Однако Вулф не поддалась на такие доводы. Она выполнила главный политический маневр — вместо того чтобы спросить себя: “В чем мойнедостаток, если меня не пускают в библиотеку?”, она задала совсем другой вопрос: “В чем недостаток библиотечных служителей, если они меня не впускают?” Если установления естественны, то в страданиях либо никто не виноват, либо виновата страдающая сторона. Но политический подход позволяет предположить, что беда в идеях, а не в наших особенностях. Вместо того чтобы гадать, что в нас неправильно (пол, цвет кожи, отсутствие денег), этот подход призывает задать вопрос: “Что неправильно, несправедливо или нелогично в обществе, которое нас отвергает?”, — не вследствие уверенности в собственной непогрешимости (такова позиция тех, для кого политический радикализм — средство избежать самокритики), но вследствие понимания, что институции и законы безумнее и пристрастнее, нежели принято считать.
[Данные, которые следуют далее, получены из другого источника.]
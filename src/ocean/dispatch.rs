//! Boundary towards the GPU stage that evaluates packed waves.

use glam::Vec2;

use crate::cascade::{CascadeRange, PackedWaves, THREAD_GROUP_SIZE};

/// Parameters for one wave generation dispatch
#[derive(Debug, Clone, Copy, PartialEq)]
pub struct DispatchParams {
    /// Texels per side of each cascade slice
    pub texture_res: u32,
    /// Simulation time (seconds)
    pub time_s: f32,
    /// Texture slice of the first generated cascade
    pub first_cascade: u32,
    /// Thread groups in x, y and slices
    pub thread_groups: [u32; 3],
    /// Wind axis (cos, sin) used to rotate packed directions into world space
    pub wind_axis: Vec2,
}

impl DispatchParams {
    pub fn new(range: CascadeRange, texture_res: u32, time_s: f32, wind_axis: Vec2) -> Self {
        let groups = (texture_res / THREAD_GROUP_SIZE).max(1);
        Self {
            texture_res,
            time_s,
            first_cascade: range.first as u32,
            thread_groups: [groups, groups, range.slice_count() as u32],
            wind_axis,
        }
    }
}

/// GPU collaborator that turns packed waves into a displacement texture array
pub trait WaveGenerator {
    type Error;

    /// Evaluate `waves` into slices `first_cascade..first_cascade + thread_groups[2]`
    fn generate(&mut self, waves: &PackedWaves, params: &DispatchParams) -> Result<(), Self::Error>;
}

/// Rendering input for one cascade slice
#[derive(Debug, Clone, Copy, PartialEq)]
pub struct CascadeBatch {
    /// Texture array slice holding this cascade
    pub slice_index: usize,
    /// Shortest wavelength in the cascade (meters)
    pub min_wavelength: f32,
    /// Representative wavelength used to pick a level of detail (meters)
    pub average_wavelength: f32,
    /// Blend weight applied when drawing
    pub weight: f32,
}

impl CascadeBatch {
    pub fn new(slice_index: usize, min_wavelength: f32, weight: f32) -> Self {
        Self {
            slice_index,
            min_wavelength,
            average_wavelength: min_wavelength * 1.5,
            weight,
        }
    }
}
По пути в кембриджскую гостиницу Вулф мысленно перешла от своей личной обиды к размышлениям о положении женщин вообще: “Я думала о том, как влияют на разум богатство и бедность, думала о достатке и уверенности одного пола, скудости и незащищенности другого”. Вулф усомнилась в том идеале, к которому была приучена с детства: женщина всегда “исключительно мила и крайне самоотверженна. Она в совершенстве овладевает трудным искусством семейной жизни. Она каждодневно жертвует собой. Если на обед курица, она берет кусок, на который никто не претендует. Если в комнате дует, она садится на сквозняке — короче, она так устроена, что у нее нет своих мыслей и желаний, она живет мыслями и желаниями других”.
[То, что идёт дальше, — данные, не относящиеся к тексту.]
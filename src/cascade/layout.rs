//! Packed buffer layout handed to the GPU wave evaluation stage.
//!
//! Two structured buffers are produced per synthesis pass:
//!
//! * **Wave data**: `MAX_WAVE_GROUPS` entries of [`GerstnerWaveComponent4`],
//!   112 bytes each. Every entry holds four wave components lane-wise as seven
//!   `float4` fields in this order: `2π/λ`, amplitude, direction x, direction z,
//!   angular frequency ω, phase, chop amplitude. Directions are relative to the
//!   wind axis, unit length, and quantized so each wave tiles its cascade.
//!   Unused lanes hold `2π/λ = 1` and zero everywhere else.
//! * **Cascade table**: `CASCADE_COUNT + 1` entries of [`CascadeParams`],
//!   8 bytes each (`uint start_group, float cumulative_slope_variance`).
//!   Cascade `i` owns groups `table[i].start_group .. table[i + 1].start_group`;
//!   the last entry is a sentinel whose start marks the end of the data.
//!
//! All fields are little-endian 32-bit values with no padding.

use bytemuck::{Pod, Zeroable};
use glam::Vec2;

/// Number of wavelength cascades (texture array slices)
pub const CASCADE_COUNT: usize = 16;

/// Hard limit on wave components, and the packed buffer's lane capacity
pub const MAX_WAVE_COMPONENTS: usize = 1024;

/// Components per packed group
pub const LANES: usize = 4;

/// Packed buffer length in groups
pub const MAX_WAVE_GROUPS: usize = MAX_WAVE_COMPONENTS / LANES;

/// Compute thread group edge used by the wave evaluation kernel
pub const THREAD_GROUP_SIZE: u32 = 8;

/// Amplitudes below this are skipped (meters)
pub const MIN_AMPLITUDE: f32 = 0.001;

/// Four wave components packed lane-wise
#[repr(C)]
#[derive(Copy, Clone, Debug, PartialEq, Pod, Zeroable)]
pub struct GerstnerWaveComponent4 {
    pub two_pi_over_wavelength: [f32; 4],
    pub amplitude: [f32; 4],
    pub wave_dir_x: [f32; 4],
    pub wave_dir_z: [f32; 4],
    pub omega: [f32; 4],
    pub phase: [f32; 4],
    pub chop_amplitude: [f32; 4],
}

const _: () = assert!(std::mem::size_of::<GerstnerWaveComponent4>() == 112);

impl GerstnerWaveComponent4 {
    /// Group with every lane unused
    pub const PADDING: Self = Self {
        two_pi_over_wavelength: [1.0; 4],
        amplitude: [0.0; 4],
        wave_dir_x: [0.0; 4],
        wave_dir_z: [0.0; 4],
        omega: [0.0; 4],
        phase: [0.0; 4],
        chop_amplitude: [0.0; 4],
    };

    pub fn set_lane(&mut self, lane: usize, wave: &WaveLane) {
        self.two_pi_over_wavelength[lane] = wave.two_pi_over_wavelength;
        self.amplitude[lane] = wave.amplitude;
        self.wave_dir_x[lane] = wave.direction.x;
        self.wave_dir_z[lane] = wave.direction.y;
        self.omega[lane] = wave.omega;
        self.phase[lane] = wave.phase;
        self.chop_amplitude[lane] = wave.chop_amplitude;
    }

    pub fn lane(&self, lane: usize) -> WaveLane {
        WaveLane {
            two_pi_over_wavelength: self.two_pi_over_wavelength[lane],
            amplitude: self.amplitude[lane],
            direction: Vec2::new(self.wave_dir_x[lane], self.wave_dir_z[lane]),
            omega: self.omega[lane],
            phase: self.phase[lane],
            chop_amplitude: self.chop_amplitude[lane],
        }
    }

    /// True if the lane holds the unused-lane pattern
    pub fn is_padding_lane(&self, lane: usize) -> bool {
        self.lane(lane) == Self::PADDING.lane(lane)
    }
}

/// One packed wave component
#[derive(Copy, Clone, Debug, PartialEq)]
pub struct WaveLane {
    /// 2π/λ from the sampled (unquantized) wavelength
    pub two_pi_over_wavelength: f32,
    pub amplitude: f32,
    /// Quantized propagation direction (x, z), relative to the wind axis
    pub direction: Vec2,
    /// Angular frequency (rad/s)
    pub omega: f32,
    /// Phase wrapped to [0, 2π)
    pub phase: f32,
    pub chop_amplitude: f32,
}

/// Cascade table entry
#[repr(C)]
#[derive(Copy, Clone, Debug, Default, PartialEq, Pod, Zeroable)]
pub struct CascadeParams {
    /// First group owned by the cascade
    pub start_group: u32,
    /// Slope variance summed over this and all finer cascades
    pub cumulative_slope_variance: f32,
}

const _: () = assert!(std::mem::size_of::<CascadeParams>() == 8);

/// Cascade table including the trailing sentinel entry
pub type CascadeTable = [CascadeParams; CASCADE_COUNT + 1];

/// Size of the cascade band grid in the wave buffer
#[derive(Debug, Clone, Copy, PartialEq)]
pub struct CascadeGrid {
    /// Texels per side of each cascade slice
    pub resolution: u32,
    /// Shortest wave a cascade may hold, in texels
    pub min_texels_per_wave: f32,
}

impl CascadeGrid {
    /// Minimum wavelength (meters) stored in a cascade. Does not depend on viewpoint.
    pub fn min_wavelength(&self, cascade: usize) -> f32 {
        let texel_size = tile_diameter(cascade) / self.resolution as f32;
        texel_size * self.min_texels_per_wave
    }

    /// Cascade a wavelength belongs to under the doubling rule, if any
    pub fn cascade_for(&self, wavelength: f32) -> Option<usize> {
        (0..CASCADE_COUNT).find(|&cascade| {
            let min = self.min_wavelength(cascade);
            wavelength >= min && wavelength < 2.0 * min
        })
    }
}

/// World-space tile size (meters) covered by a cascade
pub fn tile_diameter(cascade: usize) -> f32 {
    0.5 * (1u32 << cascade) as f32
}

#[cfg(test)]
mod tests {
    use super::*;

    #[test]
    fn test_min_wavelength_doubles() {
        let grid = CascadeGrid {
            resolution: 32,
            min_texels_per_wave: 3.0,
        };
        assert!((grid.min_wavelength(0) - 0.046875).abs() < 1e-9);
        for cascade in 1..CASCADE_COUNT {
            assert_eq!(grid.min_wavelength(cascade), 2.0 * grid.min_wavelength(cascade - 1));
        }
        assert_eq!(grid.cascade_for(10.0), Some(7));
        assert_eq!(grid.cascade_for(0.01), None);
    }

    #[test]
    fn test_lane_roundtrip() {
        let mut group = GerstnerWaveComponent4::PADDING;
        let wave = WaveLane {
            two_pi_over_wavelength: 0.5,
            amplitude: 1.25,
            direction: Vec2::new(0.6, 0.8),
            omega: 2.0,
            phase: 3.0,
            chop_amplitude: -2.0,
        };
        group.set_lane(2, &wave);
        assert_eq!(group.lane(2), wave);
        assert!(group.is_padding_lane(0));
        assert!(!group.is_padding_lane(2));
    }

    #[test]
    fn test_byte_layout() {
        let mut group = GerstnerWaveComponent4::PADDING;
        group.amplitude[1] = 7.0;
        let floats: &[f32] = bytemuck::cast_slice(std::slice::from_ref(&group));
        assert_eq!(floats.len(), 28);
        // Field-major: the amplitude float4 follows the 2π/λ float4
        assert_eq!(floats[0..4], [1.0; 4]);
        assert_eq!(floats[5], 7.0);

        let entry = CascadeParams {
            start_group: 3,
            cumulative_slope_variance: 0.5,
        };
        let words: &[u32] = bytemuck::cast_slice(std::slice::from_ref(&entry));
        assert_eq!(words, &[3, 0.5f32.to_bits()]);
    }
}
По возвращении в Лондон возникли новые вопросы: “Почему мужчины пьют вино, а женщины — воду? Почему один пол процветает, а другой — бедствует?” Чтобы разделить личное и случайное, Вулф отправилась в Британскую публичную библиотеку (куда женщин допускали уже два десятилетия) и принялась изучать отношение мужчин к женщинам в прошедшие века. Она обнаружила череду диких предрассудков и поверхностных мнений, высказанных священниками, философами и учеными. Господь сотворил женщин низшими существами, они по самой своей природе неспособны править или вести дела, слишком слабы, чтобы работать врачами, а во время месячных не могут сладить с техникой или сохранять беспристрастность во время судебных слушаний. И за всеми этими обвинениями Вулф увидела главную причину: деньги. Женщины менее свободны, в том числе и духовно, потому что не располагают собственным доходом. “Женщины были нищими не только два последних столетия, а от начала времен. Они не имели даже той духовной свободы, какая была у сыновей афинских рабов”.
Эссе Вулф заканчивается конкретным политическим требованием: женщине нужно не только уважение, но и равный доступ к образованию, доход в пятьсот фунтов годовых и своя комната.
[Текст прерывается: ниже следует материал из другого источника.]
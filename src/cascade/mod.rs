//! Cascade slicing and packing of wave components for the GPU.

mod layout;
mod pack;
mod slicer;

pub use layout::{
    tile_diameter, CascadeGrid, CascadeParams, CascadeTable, GerstnerWaveComponent4,
    WaveLane, CASCADE_COUNT, LANES, MAX_WAVE_COMPONENTS, MAX_WAVE_GROUPS, MIN_AMPLITUDE,
    THREAD_GROUP_SIZE,
};
pub use pack::{pack, PackedWaves, SliceOutcome};
pub use slicer::{quantize_wave_vector, slice, CascadeMap, CascadeRange, PlacedWave, SliceSettings};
Идеологическая составляющая современного статусного идеала, возможно, не так громогласна, как суждения XIX века о расе и гендере. На лице у нее улыбка, и она кроется во всех тех невинных пустяках, которые мы читаем и слушаем. Однако во всех этих пустяках протаскивается весьма предвзятое представление о том, какой должна быть правильная жизнь, — представление, в которое полезно вглядеться попристальнее.